Deserialize $ref and $id

Mar 7, 2010 at 7:07 PM

 

Hi!

So I'm trying to deserialize an object that has properties: $ref and $id. I have tried going between Dictionary as well as an object where I have specified namingconventions via JsonPropertyAttribute.Serialization works, but deserialization doesn't. The error I keep getting is:

Additional text found in JSON string after finishing deserializing object.

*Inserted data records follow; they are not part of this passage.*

use crate::error::AppError;
use crate::television::Television;
use std::io::Write;

/// Something that can show the television's state.
///
/// The controller calls `refresh` after every button press. Implementations
/// must write `television.status()` verbatim into their status area; the
/// other accessors are there for decoration such as highlighting buttons.
pub trait StatusView {
    fn refresh(&mut self, television: &Television) -> Result<(), AppError>;

    /// Marks whatever is on screen as stale, so the next refresh starts from
    /// a blank area. Views that redraw everything anyway can ignore it.
    fn invalidate(&mut self) {}
}

/// Writes one status line per refresh. Used by the non-interactive modes.
pub struct PlainView<W: Write> {
    out: W,
}

impl<W: Write> PlainView<W> {
    pub fn new(out: W) -> Self {
        Self { out }
    }

    pub fn into_inner(self) -> W {
        self.out
    }
}

impl<W: Write> StatusView for PlainView<W> {
    fn refresh(&mut self, television: &Television) -> Result<(), AppError> {
        writeln!(self.out, "{}", television.status())?;
        self.out.flush()?;
        Ok(())
    }
}

#[cfg(test)]
mod tests {
    use super::*;

    #[test]
    fn test_plain_view_writes_status_line() {
        let mut view = PlainView::new(Vec::new());
        let mut tv = Television::new();
        view.refresh(&tv).unwrap();
        tv.power();
        view.refresh(&tv).unwrap();

        let output = String::from_utf8(view.into_inner()).unwrap();
        let lines: Vec<&str> = output.lines().collect();
        assert_eq!(
            lines,
            vec![
                "Power: Off, Muted: No, Channel: 0, Volume: 0",
                "Power: On, Muted: No, Channel: 0, Volume: 0",
            ]
        );
    }
}
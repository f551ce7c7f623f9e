//! Event handling coordination for interactive UI
//!
//! Polls the terminal for one event at a time and turns it into a
//! `RemoteAction` using the input handler.

use super::input_handler::{RemoteAction, action_for_key, action_for_mouse};
use crate::constants::polling;
use crate::error::AppError;
use crate::ui::layout::RemoteLayout;
use crossterm::event::{self, Event};
use std::time::Duration;

/// Configuration for event handler
#[derive(Debug, Clone)]
pub struct EventHandlerConfig {
    /// How long one poll waits for input
    pub poll_interval: Duration,
}

impl Default for EventHandlerConfig {
    fn default() -> Self {
        Self {
            poll_interval: Duration::from_millis(polling::EVENT_POLL_MS),
        }
    }
}

/// Main event handler for interactive UI
pub struct EventHandler {
    config: EventHandlerConfig,
    layout: RemoteLayout,
}

impl EventHandler {
    pub fn new(layout: RemoteLayout) -> Self {
        Self::with_config(layout, EventHandlerConfig::default())
    }

    pub fn with_config(layout: RemoteLayout, config: EventHandlerConfig) -> Self {
        Self { config, layout }
    }

    /// Waits up to the poll interval for input.
    /// Returns `RemoteAction::Ignore` when nothing arrived.
    pub fn next_action(&self) -> Result<RemoteAction, AppError> {
        if event::poll(self.config.poll_interval)? {
            Ok(self.translate(event::read()?))
        } else {
            Ok(RemoteAction::Ignore)
        }
    }

    pub fn translate(&self, event: Event) -> RemoteAction {
        match event {
            Event::Key(key_event) => action_for_key(&key_event),
            Event::Mouse(mouse_event) => action_for_mouse(&mouse_event, &self.layout),
            Event::Resize(width, height) => {
                tracing::debug!("Terminal resized to {width}x{height}");
                RemoteAction::Redraw
            }
            _ => RemoteAction::Ignore,
        }
    }

    pub fn config(&self) -> &EventHandlerConfig {
        &self.config
    }
}
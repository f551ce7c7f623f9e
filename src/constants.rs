//! Application-wide constants and configuration values
//!
//! This module centralizes the television limits, UI geometry and
//! environment variable names used across the crate.

/// Highest channel the television tunes to by default
pub const MAX_CHANNEL: u32 = 99;

/// Highest volume level by default
pub const MAX_VOLUME: u32 = 100;

/// Channel a fresh television starts on
pub const DEFAULT_CHANNEL: u32 = 0;

/// Volume a fresh television starts at
pub const DEFAULT_VOLUME: u32 = 0;

/// Name of the log file inside the log directory
pub const LOG_FILE_NAME: &str = "tv_remote.log";

/// Default tracing directive for this crate
pub const DEFAULT_LOG_DIRECTIVE: &str = "tv_remote=info";

/// Window title shown while the remote is running
pub const TERMINAL_TITLE: &str = "TV Remote";

/// Environment variables that override config file values
pub mod env_vars {
    pub const MAX_CHANNEL: &str = "TV_REMOTE_MAX_CHANNEL";
    pub const MAX_VOLUME: &str = "TV_REMOTE_MAX_VOLUME";
    pub const LOG_FILE: &str = "TV_REMOTE_LOG_FILE";
}

/// UI polling intervals in milliseconds
pub mod polling {
    /// How long a single event poll blocks before the loop checks again
    pub const EVENT_POLL_MS: u64 = 250;
}

/// UI layout constants
pub mod ui {
    /// Column of the left edge of the remote
    pub const ORIGIN_COLUMN: u16 = 2;

    /// Row of the remote title
    pub const ORIGIN_ROW: u16 = 1;

    /// Width of one button including its border
    pub const BUTTON_WIDTH: u16 = 12;

    /// Height of one button including its border
    pub const BUTTON_HEIGHT: u16 = 3;

    /// Horizontal gap between the two button columns
    pub const BUTTON_GAP_COLUMNS: u16 = 2;

    /// Vertical gap between button rows
    pub const BUTTON_GAP_ROWS: u16 = 1;

    /// Rows between the title and the first button row
    pub const TITLE_PADDING_ROWS: u16 = 2;
}
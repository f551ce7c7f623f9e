use crate::error::AppError;
use std::fmt;
use std::str::FromStr;

/// A button on the remote.
#[derive(Debug, Clone, Copy, PartialEq, Eq, Hash)]
pub enum Command {
    Power,
    Mute,
    ChannelUp,
    ChannelDown,
    VolumeUp,
    VolumeDown,
}

impl Command {
    /// All buttons in layout order: left to right, top to bottom.
    pub const ALL: [Command; 6] = [
        Command::Power,
        Command::Mute,
        Command::ChannelUp,
        Command::ChannelDown,
        Command::VolumeUp,
        Command::VolumeDown,
    ];

    /// Text printed on the button
    pub fn label(self) -> &'static str {
        match self {
            Command::Power => "Power",
            Command::Mute => "Mute",
            Command::ChannelUp => "Ch+",
            Command::ChannelDown => "Ch-",
            Command::VolumeUp => "Vol+",
            Command::VolumeDown => "Vol-",
        }
    }
}

impl fmt::Display for Command {
    fn fmt(&self, f: &mut fmt::Formatter<'_>) -> fmt::Result {
        f.write_str(self.label())
    }
}

impl FromStr for Command {
    type Err = AppError;

    fn from_str(s: &str) -> Result<Self, Self::Err> {
        match s.trim().to_ascii_lowercase().as_str() {
            "power" => Ok(Command::Power),
            "mute" => Ok(Command::Mute),
            "ch+" | "ch-up" | "channel-up" => Ok(Command::ChannelUp),
            "ch-" | "ch-down" | "channel-down" => Ok(Command::ChannelDown),
            "vol+" | "vol-up" | "volume-up" => Ok(Command::VolumeUp),
            "vol-" | "vol-down" | "volume-down" => Ok(Command::VolumeDown),
            _ => Err(AppError::invalid_command(s)),
        }
    }
}
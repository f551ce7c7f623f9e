use super::event_handler::EventHandler;
use super::input_handler::RemoteAction;
use super::terminal_manager::{TerminalConfig, TerminalManager};
use crate::config::Config;
use crate::error::AppError;
use crate::remote::{RemoteController, StatusView};
use crate::television::Television;
use crate::ui::layout::RemoteLayout;
use crate::ui::remote_view::TerminalView;

/// Runs the remote until the user quits.
///
/// Sets up the terminal, draws the remote once, then handles one event at a
/// time. The terminal is restored even when the loop fails; the loop's error
/// wins over a cleanup error.
pub fn run_interactive_ui(config: &Config, debug_mode: bool) -> Result<(), AppError> {
    let terminal = TerminalManager::with_config(TerminalConfig { debug_mode });
    let stdout = terminal.setup_terminal()?;

    let layout = RemoteLayout::default();
    let view = TerminalView::new(stdout, layout.clone());
    let mut controller = RemoteController::new(Television::from_config(config), view);
    let events = EventHandler::new(layout);

    tracing::info!("Remote started: {}", controller.television());
    let result = run_event_loop(&mut controller, &events);

    let (television, view) = controller.into_parts();
    tracing::info!("Remote stopped: {television}");
    let cleanup = terminal.cleanup_terminal(view.into_inner());

    result.and(cleanup)
}

fn run_event_loop<V: StatusView>(
    controller: &mut RemoteController<V>,
    events: &EventHandler,
) -> Result<(), AppError> {
    controller.refresh()?;

    loop {
        let action = events.next_action()?;
        if !dispatch(controller, action)? {
            return Ok(());
        }
    }
}

/// Carries out one action. Returns `false` once the user asked to quit.
pub fn dispatch<V: StatusView>(
    controller: &mut RemoteController<V>,
    action: RemoteAction,
) -> Result<bool, AppError> {
    match action {
        RemoteAction::Press(command) => controller.press(command)?,
        RemoteAction::Redraw => controller.redraw()?,
        RemoteAction::Quit => {
            tracing::debug!("Quit requested");
            return Ok(false);
        }
        RemoteAction::Ignore => {}
    }
    Ok(true)
}

#[cfg(test)]
mod tests {
    use super::*;
    use crate::remote::{Command, PlainView};

    fn controller() -> RemoteController<PlainView<Vec<u8>>> {
        RemoteController::new(Television::new(), PlainView::new(Vec::new()))
    }

    fn lines(controller: RemoteController<PlainView<Vec<u8>>>) -> Vec<String> {
        let (_, view) = controller.into_parts();
        String::from_utf8(view.into_inner())
            .unwrap()
            .lines()
            .map(String::from)
            .collect()
    }

    #[test]
    fn test_dispatch_press_applies_and_redraws() {
        let mut controller = controller();
        assert!(dispatch(&mut controller, RemoteAction::Press(Command::ChannelUp)).unwrap());
        assert_eq!(controller.television().channel(), 1);
        assert_eq!(
            lines(controller),
            vec!["Power: Off, Muted: No, Channel: 1, Volume: 0"]
        );
    }

    #[test]
    fn test_dispatch_redraw_keeps_state() {
        let mut controller = controller();
        assert!(dispatch(&mut controller, RemoteAction::Redraw).unwrap());
        assert_eq!(controller.television(), &Television::new());
        assert_eq!(lines(controller).len(), 1);
    }

    #[test]
    fn test_dispatch_ignore_does_nothing() {
        let mut controller = controller();
        assert!(dispatch(&mut controller, RemoteAction::Ignore).unwrap());
        assert!(lines(controller).is_empty());
    }

    #[test]
    fn test_dispatch_quit_stops() {
        let mut controller = controller();
        assert!(!dispatch(&mut controller, RemoteAction::Quit).unwrap());
        assert!(lines(controller).is_empty());
    }

    #[test]
    fn test_resize_redraw_clears_terminal_but_presses_do_not() {
        let view = TerminalView::new(Vec::new(), RemoteLayout::default());
        let mut controller = RemoteController::new(Television::new(), view);
        controller.refresh().unwrap();

        dispatch(&mut controller, RemoteAction::Press(Command::Power)).unwrap();
        dispatch(&mut controller, RemoteAction::Press(Command::VolumeUp)).unwrap();
        dispatch(&mut controller, RemoteAction::Redraw).unwrap();

        let (_, view) = controller.into_parts();
        let output = String::from_utf8(view.into_inner()).unwrap();
        assert_eq!(output.matches("\x1b[2J").count(), 2);
        assert!(output.contains("Power: On, Muted: No, Channel: 0, Volume: 1"));
    }
}
use thiserror::Error;

#[derive(Debug, Error)]
pub enum AppError {
    #[error("I/O error: {0}")]
    Io(#[from] std::io::Error),

    #[error("TOML serialization error: {0}")]
    TomlSerialize(#[from] toml::ser::Error),

    #[error("TOML deserialization error: {0}")]
    TomlDeserialize(#[from] toml::de::Error),

    #[error("Configuration error: {0}")]
    Config(String),

    #[error("Log setup error: {0}")]
    LogSetup(String),

    // Remote command names come from the command line
    #[error("Unknown remote command: '{0}' (expected one of: power, mute, ch+, ch-, vol+, vol-)")]
    InvalidCommand(String),
}

impl AppError {
    /// Create a configuration error with context
    pub fn config_error(msg: impl Into<String>) -> Self {
        Self::Config(msg.into())
    }

    /// Create a log setup error with context
    pub fn log_setup_error(msg: impl Into<String>) -> Self {
        Self::LogSetup(msg.into())
    }

    /// Create an error for a command name that doesn't match any remote button
    pub fn invalid_command(name: impl Into<String>) -> Self {
        Self::InvalidCommand(name.into())
    }

    /// Returns true for errors caused by user input rather than the environment.
    ///
    /// The binary uses this to decide whether a failure is worth logging at
    /// `warn` (bad input) or `error` (terminal or filesystem trouble).
    pub fn is_user_error(&self) -> bool {
        matches!(self, AppError::Config(_) | AppError::InvalidCommand(_))
    }
}

#[cfg(test)]
mod tests {
    use super::*;

    #[test]
    fn test_config_error_creation() {
        let error = AppError::config_error("max_volume must be greater than 0");
        assert!(matches!(error, AppError::Config(_)));
        assert_eq!(
            error.to_string(),
            "Configuration error: max_volume must be greater than 0"
        );
    }

    #[test]
    fn test_log_setup_error_creation() {
        let error = AppError::log_setup_error("directory not writable");
        assert!(matches!(error, AppError::LogSetup(_)));
        assert!(error.to_string().contains("directory not writable"));
    }

    #[test]
    fn test_invalid_command_lists_valid_names() {
        let error = AppError::invalid_command("rewind");
        let message = error.to_string();
        assert!(message.contains("'rewind'"));
        assert!(message.contains("vol+"));
    }

    #[test]
    fn test_io_error_conversion() {
        let io_error = std::io::Error::new(std::io::ErrorKind::NotFound, "missing");
        let error: AppError = io_error.into();
        assert!(matches!(error, AppError::Io(_)));
        assert!(!error.is_user_error());
    }

    #[test]
    fn test_user_error_classification() {
        assert!(AppError::config_error("bad").is_user_error());
        assert!(AppError::invalid_command("bad").is_user_error());
        assert!(!AppError::log_setup_error("bad").is_user_error());
    }

    #[test]
    fn test_error_display_formats() {
        let errors = vec![
            AppError::config_error("test config error"),
            AppError::log_setup_error("test log error"),
            AppError::invalid_command("eject"),
        ];

        for error in errors {
            let display_string = error.to_string();
            assert!(
                display_string.len() > 5,
                "Error display should be descriptive: {error:?}"
            );
        }
    }
}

Sample code where all three samples, fail.

 

 

[Serializable]
public class Ref
{
    [JsonProperty(PropertyName = "$ref")]
    public virtual string RefName { get; set; }
    [JsonProperty(PropertyName = "$id")]
    public virtual int Id { get; set; }
}

[Serializable]
public class Child
{
    public virtual string Name { get; set; }
    [JsonProperty(IsReference = true)]
    public virtual Ref Father { get; set; }
}

class Program
{
    static void Main(string[] args)
    {
        //Additional text found in JSON string after finishing deserializing object.
        //Test 1
        var reference = new Dictionary<string, object>();
        reference.Add("$ref", "Persons");
        reference.Add("$id", 1);

        var child = new Dictionary<string, object>();
        child.Add("_id", 2);
        child.Add("Name", "Isabell");
        child.Add("Father", reference);

        var json = JsonConvert.SerializeObject(child);
        var obj = JsonConvert.DeserializeObject<Dictionary<string, object>>(json); //Exception

        //Test 2
        var refOrg = new Ref {RefName = "Parents", Id = 1};
        var refSer = JsonConvert.SerializeObject(refOrg);
        var refDeser = JsonConvert.DeserializeObject<Ref>(refSer); //Exception

        //Test 3
        var childOrg = new Child {Father = refOrg, Name = "Isabell"};
        var childSer = JsonConvert.SerializeObject(childOrg);
        var childDeser = JsonConvert.DeserializeObject<Child>(refSer); //Exception
    }
}

Also posted at: http://stackoverflow.com/questions/2397511/newtonsoft-json-net-deserializing-ref-and-id

 

//Daniel

 

 

 

Coordinator
Mar 17, 2010 at 8:27 AM

The problem is there is additional properties in the $ref object. I've made the error message clearer.